Here a so-called  "Doppler spread"  $B_{\rm D}$  arises,  defined as the difference between the maximum and the minimum Doppler frequency.  The inverse  $T_{\rm D} = 1/B_{\rm D}$  is called  "coherence time"  or also  "correlation duration".  In UMTS,  time-selective fading occurs whenever  $T_{\rm D} \ll T_{\rm C}$  $($chip duration$)$.


Hints:

  • For UMTS,  the bandwidth:  $B_{\rm S} = 5 \ \rm MHz$  and the chip duration:  $T_{\rm C} \approx 0.26 \ \rm µ s$.



Questions

1

Starting from the top graph on the information page,  calculate the path loss  $($in  $\rm dB)$  for  $d = \rm 5 \ km$.

${\rm path\ loss} \ = \ $

$\ \rm dB $.

2

What statements are true regarding frequency-selective fading?

This is caused by multipath reception.
It is caused by movement of transmitter and/or receiver.
Different frequencies are attenuated differently.
An echo at a distance  $1\ \rm µ s$  results in frequency-selective fading.

3

What statements are true regarding time-selective fading?

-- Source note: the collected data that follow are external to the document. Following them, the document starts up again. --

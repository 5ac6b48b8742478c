//! Out-of-band parse and dump support.
//!
//! [`JsonParse`] and [`JsonDump`] must be implemented by the type itself.
//! When that is impossible (a type from another crate) or undesirable (a
//! second wire format for the same type), implement [`Deserializable`] and
//! [`Serializable`] on a marker type instead and select it explicitly with
//! [`parse_with`], [`dump_with`], [`Field::via`](crate::Field::via) or the
//! [`Adapted`] wrapper.
//!
//! A type's own impl always wins: [`parse`](crate::parse) and
//! [`dump`](crate::dump) never consult an adapter.
//!
//! ```rust
//! use std::time::Duration;
//!
//! use jsonbind::{Adapted, Deserializable, ParseResult, TokenSource, from_str, parse};
//!
//! /// Durations as a number of milliseconds.
//! struct Millis;
//!
//! impl Deserializable<Duration> for Millis {
//!     fn parse<S: TokenSource + ?Sized>(tokens: &mut S) -> ParseResult<Duration> {
//!         parse::<u64, _>(tokens).map(Duration::from_millis)
//!     }
//! }
//!
//! let timeouts: Vec<Adapted<Duration, Millis>> = from_str("[250, 1000]").unwrap();
//! assert_eq!(*timeouts[1], Duration::from_secs(1));
//! ```
use core::{fmt, marker::PhantomData, ops::Deref};

use crate::{DumpResult, JsonDump, JsonParse, JsonWriter, ParseResult, TokenSource};

/// Parses a `T` on behalf of a type that does not implement [`JsonParse`].
pub trait Deserializable<T> {
    /// Whether an object field parsed through this adapter may be left out.
    const OPTIONAL: bool = false;

    /// Reads exactly one JSON value as a `T`.
    ///
    /// # Errors
    ///
    /// Same contract as [`JsonParse::json_parse`].
    fn parse<S: TokenSource + ?Sized>(tokens: &mut S) -> ParseResult<T>;
}

/// Dumps a `T` on behalf of a type that does not implement [`JsonDump`].
pub trait Serializable<T: ?Sized> {
    /// Writes `value` as exactly one JSON value.
    ///
    /// # Errors
    ///
    /// Same contract as [`JsonDump::json_dump`].
    fn dump<W: JsonWriter + ?Sized>(value: &T, writer: &mut W) -> DumpResult;
}

/// The strategy that defers to the type's own [`JsonParse`] / [`JsonDump`].
#[derive(Debug, Clone, Copy, Default)]
pub struct Own;

impl<T: JsonParse> Deserializable<T> for Own {
    const OPTIONAL: bool = T::OPTIONAL;

    fn parse<S: TokenSource + ?Sized>(tokens: &mut S) -> ParseResult<T> {
        T::json_parse(tokens)
    }
}

impl<T: JsonDump + ?Sized> Serializable<T> for Own {
    fn dump<W: JsonWriter + ?Sized>(value: &T, writer: &mut W) -> DumpResult {
        value.json_dump(writer)
    }
}

/// Parses a `T` through the adapter `A`.
///
/// # Errors
///
/// Whatever `A::parse` reports.
pub fn parse_with<A: Deserializable<T>, T, S: TokenSource + ?Sized>(
    tokens: &mut S,
) -> ParseResult<T> {
    A::parse(tokens)
}

/// Dumps `value` through the adapter `A`.
///
/// # Errors
///
/// Whatever `A::dump` reports.
pub fn dump_with<A: Serializable<T>, T: ?Sized, W: JsonWriter + ?Sized>(
    value: &T,
    writer: &mut W,
) -> DumpResult {
    A::dump(value, writer)
}

/// A `T` that parses and dumps through the adapter `A`.
///
/// Useful where an adapter cannot be named directly, such as the element
/// type of a container.
pub struct Adapted<T, A> {
    value: T,
    adapter: PhantomData<fn() -> A>,
}

impl<T, A> Adapted<T, A> {
    pub const fn new(value: T) -> Self {
        Self {
            value,
            adapter: PhantomData,
        }
    }

    pub fn into_inner(self) -> T {
        self.value
    }
}

impl<T, A> From<T> for Adapted<T, A> {
    fn from(value: T) -> Self {
        Self::new(value)
    }
}

impl<T, A> Deref for Adapted<T, A> {
    type Target = T;

    fn deref(&self) -> &T {
        &self.value
    }
}

impl<T: fmt::Debug, A> fmt::Debug for Adapted<T, A> {
    fn fmt(&self, f: &mut fmt::Formatter<'_>) -> fmt::Result {
        f.debug_tuple("Adapted").field(&self.value).finish()
    }
}

impl<T: Clone, A> Clone for Adapted<T, A> {
    fn clone(&self) -> Self {
        Self::new(self.value.clone())
    }
}

impl<T: PartialEq, A> PartialEq for Adapted<T, A> {
    fn eq(&self, other: &Self) -> bool {
        self.value == other.value
    }
}

impl<T, A: Deserializable<T>> JsonParse for Adapted<T, A> {
    const OPTIONAL: bool = A::OPTIONAL;

    fn json_parse<S: TokenSource + ?Sized>(tokens: &mut S) -> ParseResult<Self> {
        A::parse(tokens).map(Self::new)
    }
}

impl<T, A: Serializable<T>> JsonDump for Adapted<T, A> {
    fn json_dump<W: JsonWriter + ?Sized>(&self, writer: &mut W) -> DumpResult {
        A::dump(&self.value, writer)
    }
}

This arises due to multipath reception.
It results from movement of transmitter and/or receiver.
Different frequencies are attenuated differently.


Solution

(1)  According to the sketch,  the breakpoint is at  $d_{0} = 100 \ \rm m$.

  • For  $d ≤ d_{0}$,  the path loss is equal to  $\alpha_{0} \cdot (d/d_{0})^{-2}$.  For $d = d_{0} = 100 \ \rm m$  holds:
$${\rm path\ loss} = \alpha_0 = 10^{-5}\hspace{0.5cm}\Rightarrow\hspace{0.5cm}{50\,{\rm dB}}.$$
  • Above  $d_{0}$,  the path loss is equal to  $\alpha_{0} \cdot (d/d_{0})^{-4}$.   Thus,  at  $5 \ \rm km$  distance,  one obtains:
$${\rm path\ loss} = 10^{-5}\cdot 50^{-4} = 1.6 \cdot 10^{-12}\hspace{0.5cm}\Rightarrow\hspace{0.5cm}\underline{118\,{\rm dB}}.$$


(2)  Correct are the  statements 1, 3, and 4:

  • Frequency-selective fading is due to multipath reception.  This means:
  • Different frequency components are delayed and attenuated differently by the channel.
  • This results in attenuation and phase distortion.
  • Because  $\tau_{\rm max} = 1 \ \rm µ s$  $($simplifying  $\tau_{\rm min} = 0$  is set$)$  further results in
$$B_{\rm K} = \frac{1}{\tau_{\rm max}- \tau_{\rm min}} = 1\,{\rm MHz}\ \ll \ B_{\rm S} \hspace{0.15cm}\underline {= 5\,{\rm MHz}}.$$


(3)  Correct is  statement 2.

  • Statements 1 and 3,  on the other hand,  are valid for frequency-selective fading – see subtask  (2).